Just one in five Americans in a Gallup poll released Feb. 5 on higher education design “strongly agree” that community colleges offer high-quality education.
And remember when The Wall Street Journal once referred to them as the “Rodney Dangerfields of higher education?”
Community college leaders are reflecting on what can two-year, public institutions do to improve their image and better serve students.
In his new book, First in the World: Community Colleges and America’s Future, J. Noah Brown suggests college leaders need to assume greater responsibility for the outcomes—positive and negative—generated by their institutions. As president of the American Association of Community College Trustees, Brown is enthusiastic about the work being done on campuses across the country, but he sees a need to embrace a culture of evidence and improve students’ success.
That can be accomplished by adopting new measures that show the work being done on campuses to serve a variety of students, he suggests. Some of that will be achieved with new policies to track graduation rates of part-time students.
Brown also encourages community colleges to communicate their results and better orient new students. If schools are indeed good stewards of the public dollar, he writes, their success should be rewarded by the government. The new Voluntary Framework for Accountability is part of that effort.
Government funding for community colleges is at the lowest point in 20 years, and supporters are trying to make the case for increased public investment to keep up with student demand.
The 2010 White House Summit on Community College brought welcome attention to this often-overlooked sector. “But the praise ultimately rings hollow without the investment of real resources and a sustained strategy for freeing the immense potential of community colleges,” Brown writes.
Brown said he was disappointed by the recent Gallup results about community college perceptions. “It’s my sense that there is a growing recognition and appreciation for community colleges,” he said. “We need to redouble our efforts to educate the country about our work. ... We have not been aggressive in educating the broader population about the things we do.”
A commentary piece by Sanford Shugart, president of Valencia College in Florida, published in Inside Higher Ed last Thursday calls for community colleges to confront the long-term funding challenges with some innovation.
“We are being asked to achieve much better results with fewer resources to engage a needier student population in an atmosphere of serious skepticism,” he writes.
Like Brown, Shugart applauds efforts to improve measurements and accountability.
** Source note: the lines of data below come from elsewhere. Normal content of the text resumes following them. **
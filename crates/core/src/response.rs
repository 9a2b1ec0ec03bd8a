//! Extraction of system responses from response-only lines.

use std::fs;
use std::path::Path;

use serde::Serialize;

use crate::error::{FlattenError, Result};
use crate::{END_OF_SENTENCE, START_OF_RESPONSE};

/// A line split at its first `<SOR>`.
#[derive(Debug, Clone, PartialEq, Eq)]
pub struct ResponseLine {
    pub context: String,
    pub response: String,
}

/// A generated response lined up with its reference.
#[derive(Debug, Clone, PartialEq, Eq, Serialize)]
pub struct ResponsePair {
    pub context: String,
    pub predicted: String,
    pub target: String,
}

/// Split a line into its context and response.
///
/// The response loses a trailing `<EOS>` and surrounding whitespace. A line
/// without `<SOR>` is all context with an empty response.
pub fn parse_response(line: &str) -> ResponseLine {
    let (context, response) = line.split_once(START_OF_RESPONSE).unwrap_or((line, ""));
    let response = response.trim();
    let response = response.strip_suffix(END_OF_SENTENCE).unwrap_or(response);
    ResponseLine {
        context: context.trim_matches('\n').to_string(),
        response: response.trim().to_string(),
    }
}

pub fn parse_responses_from_file(path: &Path) -> Result<Vec<ResponseLine>> {
    let text = fs::read_to_string(path).map_err(|e| FlattenError::io(path, e))?;
    Ok(text.lines().map(parse_response).collect())
}

/// Pair predicted and target lines positionally.
///
/// Both sides must share the same context on every line; pairing stops at
/// the shorter input.
pub fn pair_responses(predicted: &[ResponseLine], target: &[ResponseLine]) -> Result<Vec<ResponsePair>> {
    predicted
        .iter()
        .zip(target)
        .enumerate()
        .map(|(idx, (pred, gold))| {
            if pred.context != gold.context {
                return Err(FlattenError::ContextMismatch { line: idx + 1 });
            }
            Ok(ResponsePair {
                context: gold.context.clone(),
                predicted: pred.response.clone(),
                target: gold.response.clone(),
            })
        })
        .collect()
}
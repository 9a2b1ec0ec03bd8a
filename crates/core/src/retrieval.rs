//! Retrieval evaluation: candidate target expansion and score formatting.

use std::collections::HashMap;
use std::fs;
use std::path::Path;

use serde::{Deserialize, Serialize};

use crate::corpus::{Corpus, Dialogue, DialogueCandidates, DialogueId, RetrievalCandidates};
use crate::encoder::response_target_line;
use crate::error::{FlattenError, Result};

/// Number of candidate responses scored per turn.
pub const NUM_RETRIEVAL_CANDIDATES: usize = 100;

/// Expand one turn into a response-only target per candidate index.
///
/// Lines follow the order of `candidate_indices`.
pub fn expand_retrieval_targets(
    context: &str,
    domain: &str,
    pool: &[String],
    candidate_indices: &[usize],
) -> Result<Vec<String>> {
    candidate_indices
        .iter()
        .map(|&index| {
            let response = pool.get(index).ok_or_else(|| FlattenError::CandidateOutOfRange {
                domain: domain.to_string(),
                index,
                pool_size: pool.len(),
            })?;
            Ok(response_target_line(context, response))
        })
        .collect()
}

/// Lookup over a loaded retrieval-candidate file.
#[derive(Debug)]
pub struct RetrievalIndex<'a> {
    pools: &'a HashMap<String, Vec<String>>,
    dialogues: HashMap<&'a DialogueId, &'a DialogueCandidates>,
    num_candidates: usize,
}

impl<'a> RetrievalIndex<'a> {
    pub fn new(candidates: &'a RetrievalCandidates, num_candidates: usize) -> Self {
        let dialogues = candidates
            .retrieval_candidates
            .iter()
            .map(|d| (&d.dialogue_idx, d))
            .collect();
        Self {
            pools: &candidates.system_transcript_pool,
            dialogues,
            num_candidates,
        }
    }

    /// Candidate indices for a turn, checked against the expected count.
    pub fn turn_candidates(&self, dialogue_idx: &DialogueId, turn_id: usize) -> Result<&'a [usize]> {
        let missing = || FlattenError::MissingRetrievalCandidates {
            dialogue_idx: dialogue_idx.to_string(),
            turn_id,
        };
        let turn = self
            .dialogues
            .get(dialogue_idx)
            .copied()
            .ok_or_else(missing)?
            .retrieval_candidates
            .iter()
            .find(|t| t.turn_id == turn_id)
            .ok_or_else(missing)?;

        if turn.retrieval_candidates.len() != self.num_candidates {
            return Err(FlattenError::CandidateCountMismatch {
                dialogue_idx: dialogue_idx.to_string(),
                turn_id,
                expected: self.num_candidates,
                actual: turn.retrieval_candidates.len(),
            });
        }
        Ok(&turn.retrieval_candidates)
    }

    /// Retrieval targets for `turn_id` of `dialog` given its context.
    pub fn expand(&self, dialog: &Dialogue, turn_id: usize, context: &str) -> Result<Vec<String>> {
        let pool = self
            .pools
            .get(&dialog.domain)
            .ok_or_else(|| FlattenError::MissingRetrievalPool(dialog.domain.clone()))?;
        let indices = self.turn_candidates(&dialog.dialogue_idx, turn_id)?;
        expand_retrieval_targets(context, &dialog.domain, pool, indices)
    }
}

/// Scores for the candidates of one turn, higher is better.
#[derive(Debug, Clone, PartialEq, Serialize, Deserialize)]
pub struct TurnScores {
    pub turn_id: usize,
    pub scores: Vec<f64>,
}

#[derive(Debug, Clone, PartialEq, Serialize, Deserialize)]
pub struct DialogueScores {
    pub dialog_id: DialogueId,
    pub candidate_scores: Vec<TurnScores>,
}

/// Read one negative log-likelihood per line. Blank lines are skipped.
pub fn read_scores(path: &Path) -> Result<Vec<f64>> {
    let text = fs::read_to_string(path).map_err(|e| FlattenError::io(path, e))?;
    text.lines()
        .enumerate()
        .filter(|(_, line)| !line.trim().is_empty())
        .map(|(idx, line)| {
            line.trim().parse::<f64>().map_err(|_| FlattenError::InvalidScore {
                line: idx + 1,
                value: line.to_string(),
            })
        })
        .collect()
}

/// Group flat per-candidate NLL scores by dialogue and turn.
///
/// Scores are negated so that higher means better. The number of scores must
/// be exactly `num_candidates` per turn of the corpus.
pub fn format_retrieval_scores(
    corpus: &Corpus,
    nll_scores: &[f64],
    num_candidates: usize,
) -> Result<Vec<DialogueScores>> {
    let expected = num_candidates * corpus.num_turns();
    if nll_scores.len() != expected {
        return Err(FlattenError::ScoreCountMismatch {
            expected,
            actual: nll_scores.len(),
        });
    }

    let mut chunks = nll_scores.chunks(num_candidates.max(1));
    let formatted = corpus
        .dialogue_data
        .iter()
        .map(|dialog| DialogueScores {
            dialog_id: dialog.dialogue_idx.clone(),
            candidate_scores: (0..dialog.dialogue.len())
                .map(|turn_id| TurnScores {
                    turn_id,
                    scores: chunks
                        .next()
                        .map(|chunk| chunk.iter().map(|s| -s).collect())
                        .unwrap_or_default(),
                })
                .collect(),
        })
        .collect();

    Ok(formatted)
}

#[cfg(test)]
mod tests {
    use super::*;
    use crate::corpus::{DialogueTurn, TurnCandidates};

    fn pool(size: usize) -> Vec<String> {
        (0..size).map(|i| format!("response {}", i)).collect()
    }

    fn candidates(num: usize) -> RetrievalCandidates {
        RetrievalCandidates {
            system_transcript_pool: HashMap::from([("fashion".to_string(), pool(150))]),
            retrieval_candidates: vec![DialogueCandidates {
                dialogue_idx: DialogueId::Int(4),
                retrieval_candidates: vec![TurnCandidates {
                    turn_id: 0,
                    retrieval_candidates: (0..num).rev().collect(),
                }],
            }],
        }
    }

    fn dialog() -> Dialogue {
        Dialogue {
            dialogue_idx: DialogueId::Int(4),
            domain: "fashion".to_string(),
            dialogue: vec![DialogueTurn::default()],
        }
    }

    #[test]
    fn test_expand_follows_candidate_order() {
        let lines = expand_retrieval_targets("User : hi", "fashion", &pool(5), &[3, 0]).unwrap();
        assert_eq!(
            lines,
            vec!["User : hi <SOR> response 3 <EOS>", "User : hi <SOR> response 0 <EOS>"]
        );
    }

    #[test]
    fn test_expand_rejects_out_of_range_index() {
        let err = expand_retrieval_targets("c", "fashion", &pool(2), &[2]).unwrap_err();
        assert!(matches!(err, FlattenError::CandidateOutOfRange { index: 2, pool_size: 2, .. }));
    }

    #[test]
    fn test_index_expands_full_candidate_list() {
        let candidates = candidates(NUM_RETRIEVAL_CANDIDATES);
        let index = RetrievalIndex::new(&candidates, NUM_RETRIEVAL_CANDIDATES);

        let lines = index.expand(&dialog(), 0, "User : hi").unwrap();
        assert_eq!(lines.len(), 100);
        assert_eq!(lines[0], "User : hi <SOR> response 99 <EOS>");
        assert_eq!(lines[99], "User : hi <SOR> response 0 <EOS>");
    }

    #[test]
    fn test_index_rejects_wrong_candidate_count() {
        let candidates = candidates(99);
        let index = RetrievalIndex::new(&candidates, NUM_RETRIEVAL_CANDIDATES);
        assert!(matches!(
            index.expand(&dialog(), 0, "c"),
            Err(FlattenError::CandidateCountMismatch { expected: 100, actual: 99, .. })
        ));
    }

    #[test]
    fn test_index_missing_turn_and_domain() {
        let candidates = candidates(3);
        let index = RetrievalIndex::new(&candidates, 3);
        assert!(matches!(
            index.expand(&dialog(), 1, "c"),
            Err(FlattenError::MissingRetrievalCandidates { turn_id: 1, .. })
        ));

        let mut other = dialog();
        other.domain = "furniture".to_string();
        assert!(matches!(
            index.expand(&other, 0, "c"),
            Err(FlattenError::MissingRetrievalPool(_))
        ));
    }

    #[test]
    fn test_format_retrieval_scores() {
        let corpus = Corpus {
            dialogue_data: vec![
                Dialogue {
                    dialogue_idx: DialogueId::Int(1),
                    domain: "fashion".to_string(),
                    dialogue: vec![DialogueTurn::default(), DialogueTurn::default()],
                },
                Dialogue {
                    dialogue_idx: DialogueId::Int(2),
                    domain: "fashion".to_string(),
                    dialogue: vec![DialogueTurn::default()],
                },
            ],
        };
        let scores = vec![1.0, 2.0, 3.0, 4.0, 5.0, 6.0];

        let formatted = format_retrieval_scores(&corpus, &scores, 2).unwrap();
        assert_eq!(formatted.len(), 2);
        assert_eq!(formatted[0].candidate_scores[1].turn_id, 1);
        assert_eq!(formatted[0].candidate_scores[1].scores, vec![-3.0, -4.0]);
        assert_eq!(formatted[1].dialog_id, DialogueId::Int(2));
        assert_eq!(formatted[1].candidate_scores[0].scores, vec![-5.0, -6.0]);

        assert!(matches!(
            format_retrieval_scores(&corpus, &scores[..5], 2),
            Err(FlattenError::ScoreCountMismatch { expected: 6, actual: 5 })
        ));
    }

    #[test]
    fn test_read_scores() {
        let dir = tempfile::TempDir::new().unwrap();
        let path = dir.path().join("scores.txt");
        std::fs::write(&path, "1.5\n-2\n\n").unwrap();
        assert_eq!(read_scores(&path).unwrap(), vec![1.5, -2.0]);

        std::fs::write(&path, "1.5\nabc\n").unwrap();
        assert!(matches!(
            read_scores(&path),
            Err(FlattenError::InvalidScore { line: 2, .. })
        ));
    }
}
//! Core flattening logic for belief-state annotated dialogue data.
//!
//! Each dialogue turn is written as a single line: a bounded window of
//! dialogue history, optionally followed by the user belief state and the
//! system response, e.g.
//!
//! ```text
//! User : Do you have this in L? => Belief State : INFORM:GET [ size = L ] () < 86 > |  | <EOB> We do. <EOS>
//! ```
//!
//! [`pipeline::convert_json_to_flattened`] produces these lines from a corpus
//! file, and [`parser::parse_flattened_result`] recovers the belief state from
//! a (possibly model-generated) line.

mod belief;
mod context;
mod corpus;
mod encoder;
mod error;
mod helpers;
pub mod parser;
pub mod pipeline;
pub mod response;
pub mod retrieval;
mod tokens;

pub use belief::{BeliefFrame, SlotValue};
pub use context::{dialogue_contexts, represent_visual_objects, turn_fragment, ContextHistory};
pub use corpus::{
    read_json, Corpus, Dialogue, DialogueCandidates, DialogueId, DialogueTurn, RetrievalCandidates,
    TurnCandidates,
};
pub use encoder::{
    belief_state_string, belief_target_line, collect_oov, encode_turn, predict_line,
    response_target_line, FlattenMode, FlattenedRecord,
};
pub use error::{FlattenError, Result};
pub use helpers::{clean_utterance, python_list_literal, python_repr_str};
pub use parser::{
    parse_flattened_result, parse_flattened_results, parse_flattened_results_from_file,
    try_parse_flattened_result, ParseMiss, ParsedFrame,
};
pub use pipeline::{
    convert_json_to_flattened, flatten_corpus, flatten_dialogue, write_lines, ConvertConfig,
    ConvertPaths, ConvertSummary, FlattenedCorpus,
};
pub use response::{pair_responses, parse_response, parse_responses_from_file, ResponseLine, ResponsePair};
pub use retrieval::{
    expand_retrieval_targets, format_retrieval_scores, read_scores, DialogueScores, RetrievalIndex,
    TurnScores, NUM_RETRIEVAL_CANDIDATES,
};
pub use tokens::{OovSet, SpecialTokens};

/// Opens the multimodal object references in a context.
pub const START_OF_MULTIMODAL_CONTEXTS: &str = "<SOM>";
/// Closes the multimodal object references in a context.
pub const END_OF_MULTIMODAL_CONTEXTS: &str = "<EOM>";
/// Separates the context from the belief state.
pub const START_BELIEF_STATE: &str = "=> Belief State :";
/// Separates the context from the response when belief states are disabled.
pub const START_OF_RESPONSE: &str = "<SOR>";
/// Ends the belief state.
pub const END_OF_BELIEF: &str = "<EOB>";
/// Ends a target line.
pub const END_OF_SENTENCE: &str = "<EOS>";

/// Default number of turns included as dialogue context.
pub const DEFAULT_LEN_CONTEXT: usize = 2;
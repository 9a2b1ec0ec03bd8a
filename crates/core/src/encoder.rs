//! Flattening of a turn into predict/target lines.

use crate::belief::BeliefFrame;
use crate::helpers::comma_join;
use crate::tokens::OovSet;
use crate::{END_OF_BELIEF, END_OF_SENTENCE, START_BELIEF_STATE, START_OF_RESPONSE};

/// Which line grammar a pass emits.
#[derive(Debug, Clone, Copy, PartialEq, Eq)]
pub enum FlattenMode {
    /// `... => Belief State : <frame> <EOB> <response> <EOS>`
    BeliefState,
    /// `... <SOR> <response> <EOS>`
    ResponseOnly,
}

impl FlattenMode {
    pub fn from_use_belief_states(use_belief_states: bool) -> Self {
        if use_belief_states {
            FlattenMode::BeliefState
        } else {
            FlattenMode::ResponseOnly
        }
    }
}

/// The lines produced for one turn.
#[derive(Debug, Clone, PartialEq, Eq)]
pub struct FlattenedRecord {
    pub predict: String,
    pub target: Option<String>,
    /// One target per retrieval candidate, when retrieval is being encoded.
    pub retrieval: Option<Vec<String>>,
}

/// Serialize one frame:
/// `act [ k = v, ... ] (req, ...) < obj, ... > | cand, ... |`.
///
/// Empty sections keep their delimiters.
pub fn belief_state_string(frame: &BeliefFrame) -> String {
    let slot_values: Vec<String> = frame
        .slot_values
        .iter()
        .map(|(name, value)| format!("{} = {}", name.trim(), value.literal().trim()))
        .collect();

    format!(
        "{} [ {} ] ({}) < {} > | {} |",
        frame.act.trim(),
        slot_values.join(", "),
        frame.request_slots.join(", "),
        comma_join(&frame.objects),
        comma_join(&frame.disambiguation_candidates),
    )
}

/// Input line for the model.
pub fn predict_line(mode: FlattenMode, context: &str) -> String {
    match mode {
        FlattenMode::BeliefState => format!("{} {} ", context, START_BELIEF_STATE),
        FlattenMode::ResponseOnly => format!("{} {} ", context, START_OF_RESPONSE),
    }
}

/// Target line with a belief state followed by the response.
pub fn belief_target_line(context: &str, frame: &BeliefFrame, response: &str) -> String {
    format!(
        "{} {} {} {} {} {}",
        context,
        START_BELIEF_STATE,
        belief_state_string(frame),
        END_OF_BELIEF,
        response,
        END_OF_SENTENCE
    )
}

/// Target line carrying only the response.
pub fn response_target_line(context: &str, response: &str) -> String {
    format!("{} {} {} {}", context, START_OF_RESPONSE, response, END_OF_SENTENCE)
}

/// Record the act and every slot name of `frame`.
///
/// Strings are recorded as annotated, before any trimming.
pub fn collect_oov(frame: &BeliefFrame, oov: &mut OovSet) {
    oov.insert(&frame.act);
    for name in frame.slot_names() {
        oov.insert(name);
    }
}

/// Flatten one turn.
///
/// `frame` is ignored in [`FlattenMode::ResponseOnly`]; a missing frame in
/// belief mode flattens as an empty one. No target is produced when
/// `response` is `None`.
pub fn encode_turn(
    mode: FlattenMode,
    context: &str,
    frame: Option<&BeliefFrame>,
    response: Option<&str>,
) -> FlattenedRecord {
    let target = response.map(|response| match mode {
        FlattenMode::BeliefState => {
            let empty = BeliefFrame::default();
            belief_target_line(context, frame.unwrap_or(&empty), response)
        }
        FlattenMode::ResponseOnly => response_target_line(context, response),
    });

    FlattenedRecord {
        predict: predict_line(mode, context),
        target,
        retrieval: None,
    }
}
He would also encourage students to make earlier, more grounded choices of major and require completion of an associate degree prior to transfer. Shugart advocates better student supports, a ramped-up focus on instruction, and clear pathways.
“The degree is a means to an end. Relevant, deep learning is the end. This requires curriculum that is a coherent program of learning, not just a collection of articulated credits,” Shugart writes. “It requires well-structured, easily communicated pathways that students can follow to the ultimate end. And it requires genuine collaboration across institutional boundaries that will change the focus from institutional self‐absorption to a learner-centered strategy.”